Germany Puts “GMP Washing” in Medical Cannabis on Notice
BERLIN – Germany’s Hessian State Office for Health and Care (HLfGP) published a formal guidance document targeting the widespread practice of “GMP washing”, i.e. importing Cannabis flowers from third-country cultivators under Good Agricultural and Collection Practice (GACP) certification, then running them through EU-based GMP facilities before supplying the German market.
At the center of the HLfGP’s position is a single claim. The authority stated it was unaware of any validated process showing that GACP-grown Cannabis flower can be shipped long distances and later processed under EU-GMP without quality loss.
The drying step is the document’s focal point. The guidance states that controlled drying is a critical manufacturing step that directly affects product quality and is therefore subject to GMP requirements, applying regardless of other circumstances. Annex 7 of the EU-GMP Guide permits cutting and primary drying under GACP conditions in certain circumstances, but the Hessian authority’s position is that this cannot be reliably validated across long-haul international transport routes. Under its reading, GMP must apply from the point of harvest, not at a downstream EU processing facility.
The document also addresses decontamination. Techniques used to reduce microbiological load, including irradiation, are classified as reprocessing under Chapter 5, Section 5.67 of the EU-GMP Guide. Where such treatments are routinely applied across multiple batches, the HLfGP states they must become part of the validated standard manufacturing process, not applied after the fact.
Kai-Friedrich Niermann, a leading German Cannabis lawyer, noted the document simply codifies existing law. “There is no right to GMP washing,” he said, adding that regulatory authorities are fully entitled to require appropriate documentation, validations, and risk assessments to ensure pharmaceutical product quality. He characterized the chances of operators successfully contesting the guidance as remote.
The Merkblatt, an information sheet rather than a binding regulation, applies directly to Hesse-licensed operators. Niermann noted that German state pharmaceutical authorities are closely networked and that additional states are likely to adopt the same approach, requiring GACP/GMP-compliant supply chain certification. He added that competent authorities in other EU member states could bring equivalent challenges under Directive 2001/83/EC, Article 46(f), which establishes GMP as mandatory for any holder of a pharmaceutical manufacturing authorization, with the specifics detailed in EudraLex Volume 4.

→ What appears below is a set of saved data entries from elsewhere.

//! Normalized recipe documents
//!
//! These types mirror the JSON produced by the recipe build step. A `Recipe`
//! is read-only once loaded and may be shared by any number of sessions.

use crate::{LarderError, LarderResult};
use serde::{Deserialize, Serialize};
use std::collections::HashMap;
use std::fmt;
use std::str::FromStr;

/// A dietary restriction the user can toggle
#[derive(Debug, Clone, Copy, PartialEq, Eq, Hash, PartialOrd, Ord, Serialize, Deserialize)]
#[serde(rename_all = "camelCase")]
pub enum Restriction {
    GlutenFree,
    EggFree,
    DairyFree,
}

impl Restriction {
    pub const ALL: [Restriction; 3] = [
        Restriction::GlutenFree,
        Restriction::EggFree,
        Restriction::DairyFree,
    ];

    pub fn label(&self) -> &'static str {
        match self {
            Restriction::GlutenFree => "gluten-free",
            Restriction::EggFree => "egg-free",
            Restriction::DairyFree => "dairy-free",
        }
    }
}

impl fmt::Display for Restriction {
    fn fmt(&self, f: &mut fmt::Formatter<'_>) -> fmt::Result {
        f.write_str(self.label())
    }
}

impl FromStr for Restriction {
    type Err = String;

    fn from_str(s: &str) -> Result<Self, Self::Err> {
        let key: String = s
            .chars()
            .filter(|c| c.is_ascii_alphanumeric())
            .collect::<String>()
            .to_lowercase();
        match key.as_str() {
            "glutenfree" | "gf" => Ok(Restriction::GlutenFree),
            "eggfree" | "ef" => Ok(Restriction::EggFree),
            "dairyfree" | "df" => Ok(Restriction::DairyFree),
            _ => Err(format!(
                "Unknown restriction '{}'. Expected one of: gluten-free, egg-free, dairy-free",
                s
            )),
        }
    }
}

/// One boolean per restriction
///
/// Used both for the user's active toggles and for recipe-level
/// "is this achievable" flags.
#[derive(Debug, Clone, Copy, Default, PartialEq, Eq, Serialize, Deserialize)]
#[serde(rename_all = "camelCase")]
pub struct Restrictions {
    #[serde(default)]
    pub gluten_free: bool,
    #[serde(default)]
    pub egg_free: bool,
    #[serde(default)]
    pub dairy_free: bool,
}

impl Restrictions {
    pub fn get(&self, restriction: Restriction) -> bool {
        match restriction {
            Restriction::GlutenFree => self.gluten_free,
            Restriction::EggFree => self.egg_free,
            Restriction::DairyFree => self.dairy_free,
        }
    }

    pub fn set(&mut self, restriction: Restriction, enabled: bool) {
        match restriction {
            Restriction::GlutenFree => self.gluten_free = enabled,
            Restriction::EggFree => self.egg_free = enabled,
            Restriction::DairyFree => self.dairy_free = enabled,
        }
    }

    pub fn active(&self) -> impl Iterator<Item = Restriction> + '_ {
        Restriction::ALL.into_iter().filter(move |r| self.get(*r))
    }

    pub fn any_active(&self) -> bool {
        self.active().next().is_some()
    }
}

/// Per-option dietary flags; an absent flag counts as compliant
#[derive(Debug, Clone, Copy, Default, PartialEq, Eq, Serialize, Deserialize)]
#[serde(rename_all = "camelCase")]
pub struct Dietary {
    #[serde(default)]
    pub gluten_free: Option<bool>,
    #[serde(default)]
    pub egg_free: Option<bool>,
    #[serde(default)]
    pub dairy_free: Option<bool>,
}

impl Dietary {
    pub fn flag(&self, restriction: Restriction) -> Option<bool> {
        match restriction {
            Restriction::GlutenFree => self.gluten_free,
            Restriction::EggFree => self.egg_free,
            Restriction::DairyFree => self.dairy_free,
        }
    }
}

/// Visibility condition: shown only when `token` resolves to `option`
/// (or to anything at all when `option` is absent)
#[derive(Debug, Clone, PartialEq, Eq, Serialize, Deserialize)]
pub struct DependsOn {
    pub token: String,
    #[serde(default)]
    pub option: Option<String>,
}

/// Nutrition facts for one serving of an ingredient
#[derive(Debug, Clone, Default, PartialEq, Serialize, Deserialize)]
#[serde(rename_all = "camelCase")]
pub struct NutritionVariant {
    #[serde(default)]
    pub serving_qty: Option<f64>,
    #[serde(default)]
    pub serving_unit: Option<String>,
    #[serde(default)]
    pub kcal: Option<f64>,
    #[serde(default)]
    pub protein_g: Option<f64>,
    #[serde(default)]
    pub fat_g: Option<f64>,
    #[serde(default)]
    pub sat_fat_g: Option<f64>,
    #[serde(default)]
    pub carbs_g: Option<f64>,
    #[serde(default)]
    pub sugars_g: Option<f64>,
    #[serde(default)]
    pub fiber_g: Option<f64>,
    #[serde(default)]
    pub sodium_mg: Option<f64>,
    #[serde(default)]
    pub added_sugar_g: Option<f64>,
}

impl NutritionVariant {
    /// Serving size, falling back to 1 for missing or non-positive values
    pub fn serving_qty(&self) -> f64 {
        self.serving_qty
            .filter(|q| q.is_finite() && *q > 0.0)
            .unwrap_or(1.0)
    }

    /// True when every required macro is a finite number
    pub fn is_usable(&self) -> bool {
        [
            self.kcal,
            self.protein_g,
            self.fat_g,
            self.sat_fat_g,
            self.carbs_g,
            self.sugars_g,
            self.fiber_g,
            self.sodium_mg,
        ]
        .iter()
        .all(|v| v.is_some_and(f64::is_finite))
    }
}

/// One selectable variant of an ingredient token
#[derive(Debug, Clone, Default, PartialEq, Serialize, Deserialize)]
#[serde(rename_all = "camelCase")]
pub struct IngredientOption {
    /// Empty for the sole variant of a non-choice token
    #[serde(default)]
    pub option_key: String,
    pub display: String,
    #[serde(default)]
    pub ratio: String,
    #[serde(default)]
    pub unit: String,
    #[serde(default)]
    pub ingredient_id: String,
    #[serde(default)]
    pub dietary: Option<Dietary>,
    #[serde(default)]
    pub depends_on: Option<DependsOn>,
    #[serde(default)]
    pub line_group: Option<String>,
    #[serde(default)]
    pub section: Option<String>,
    #[serde(default)]
    pub nutrition: Vec<NutritionVariant>,
}

impl IngredientOption {
    /// An option meets a restriction when its flag is true or absent
    pub fn meets(&self, restriction: Restriction) -> bool {
        self.dietary
            .and_then(|d| d.flag(restriction))
            .unwrap_or(true)
    }

    pub fn meets_all(&self, restrictions: &Restrictions) -> bool {
        restrictions.active().all(|r| self.meets(r))
    }

    /// Choice members carry a non-empty key
    pub fn is_choice_member(&self) -> bool {
        !self.option_key.is_empty()
    }
}

/// An ingredient slot in a recipe
#[derive(Debug, Clone, Default, PartialEq, Serialize, Deserialize)]
#[serde(rename_all = "camelCase")]
pub struct TokenData {
    /// Filled from the `ingredients` key when omitted
    #[serde(default)]
    pub token: String,
    #[serde(default)]
    pub is_choice: bool,
    pub options: Vec<IngredientOption>,
    #[serde(default)]
    pub depends_on: Option<DependsOn>,
    #[serde(default)]
    pub line_group: Option<String>,
    #[serde(default)]
    pub section: Option<String>,
}

impl TokenData {
    pub fn choice_members(&self) -> impl Iterator<Item = &IngredientOption> {
        self.options.iter().filter(|o| o.is_choice_member())
    }

    pub fn member(&self, key: &str) -> Option<&IngredientOption> {
        self.choice_members().find(|o| o.option_key == key)
    }

    /// Option-level condition wins over the token-level one
    pub fn depends_on_for<'a>(&'a self, option: &'a IngredientOption) -> Option<&'a DependsOn> {
        option.depends_on.as_ref().or(self.depends_on.as_ref())
    }

    pub fn line_group_for<'a>(&'a self, option: &'a IngredientOption) -> Option<&'a str> {
        option.line_group.as_deref().or(self.line_group.as_deref())
    }

    pub fn section_for<'a>(&'a self, option: &'a IngredientOption) -> Option<&'a str> {
        option.section.as_deref().or(self.section.as_deref())
    }
}

#[derive(Debug, Clone, Default, PartialEq, Serialize, Deserialize)]
#[serde(rename_all = "camelCase")]
pub struct ChoiceInfo {
    #[serde(default)]
    pub label: String,
    #[serde(default)]
    pub default_option: Option<String>,
}

#[derive(Debug, Clone, PartialEq, Serialize, Deserialize)]
pub struct Step {
    pub text: String,
    #[serde(default)]
    pub section: Option<String>,
}

fn default_base() -> f64 {
    1.0
}

/// A normalized recipe document
#[derive(Debug, Clone, PartialEq, Serialize, Deserialize)]
#[serde(rename_all = "camelCase")]
pub struct Recipe {
    pub id: String,
    #[serde(default)]
    pub title: String,
    #[serde(default = "default_base")]
    pub default_base: f64,
    pub token_order: Vec<String>,
    pub ingredients: HashMap<String, TokenData>,
    #[serde(default)]
    pub choices: HashMap<String, ChoiceInfo>,
    #[serde(default)]
    pub ingredient_sections: Vec<String>,
    #[serde(default)]
    pub step_sections: Vec<String>,
    #[serde(default)]
    pub steps_raw: Vec<String>,
    #[serde(default)]
    pub steps: Vec<Step>,
    /// Whether some combination of choices satisfies each restriction
    #[serde(default)]
    pub compatibility_possible: Option<Restrictions>,
}

impl Recipe {
    /// Deserialize a recipe document without contract checks
    pub fn from_json(json: &str, source_id: &str) -> LarderResult<Self> {
        let mut recipe: Recipe =
            serde_json::from_str(json).map_err(|e| LarderError::parse(&e, source_id, json))?;
        for (key, data) in recipe.ingredients.iter_mut() {
            if data.token.is_empty() {
                data.token = key.clone();
            }
        }
        Ok(recipe)
    }

    /// Ingredient entry for a token, failing loudly when it is missing
    pub fn token(&self, token: &str) -> LarderResult<&TokenData> {
        self.ingredients
            .get(token)
            .ok_or_else(|| LarderError::UnknownToken {
                recipe: self.id.clone(),
                token: token.to_string(),
            })
    }

    /// Choice tokens with their entries, in declared order
    pub fn choice_tokens(&self) -> impl Iterator<Item = (&str, &TokenData)> {
        self.token_order
            .iter()
            .filter_map(|t| Some((t.as_str(), self.ingredients.get(t)?)))
            .filter(|(_, data)| data.is_choice)
    }

    pub fn default_option_key(&self, token: &str) -> Option<&str> {
        self.choices
            .get(token)
            .and_then(|c| c.default_option.as_deref())
    }

    /// Whether each restriction is achievable by some combination of choices
    ///
    /// Uses the authored flags when present, otherwise derives them: every
    /// token needs at least one candidate option meeting the restriction.
    pub fn compatibility_possible(&self) -> Restrictions {
        if let Some(flags) = self.compatibility_possible {
            return flags;
        }
        let mut possible = Restrictions::default();
        for restriction in Restriction::ALL {
            let achievable = self.ingredients.values().all(|data| {
                let mut candidates: Vec<&IngredientOption> = if data.is_choice {
                    data.choice_members().collect()
                } else {
                    data.options.iter().take(1).collect()
                };
                if candidates.is_empty() {
                    candidates = data.options.iter().take(1).collect();
                }
                candidates.iter().any(|o| o.meets(restriction))
            });
            possible.set(restriction, achievable);
        }
        possible
    }
}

Industry response has been direct. Arthur de Cordova of Ziel, which supplies radio frequency decontamination technology to European Сannabis operators, stated the third-party processing model is at the tail end of the curve and on borrowed time. Australia-listed ECS Botanics similarly characterized the guidance as a positive signal for integrated GMP producers, citing potential for a narrowing pool of compliant product and upward pricing pressure for those that qualify.
Germany accounts for an estimated 40–50% of EU medical Cannabis imports by value. Canada alone supplied nearly half of the country’s total import volume in 2025. If HLfGP’s interpretation takes hold across German states and broader EU jurisdictions, a scenario legal experts describe as plausible, the compliance model that has underpinned the bulk of that trade for years faces a structural reckoning. Exporters from Canada, Australia, South Africa, and elsewhere who built GMP certification into cultivation and drying from the start carry a durable market advantage. Those who relied on last-mile EU processing to meet the standard will face a substantial rebuild of their access infrastructure for a market that, by any measure, is the one that matters most in Europe.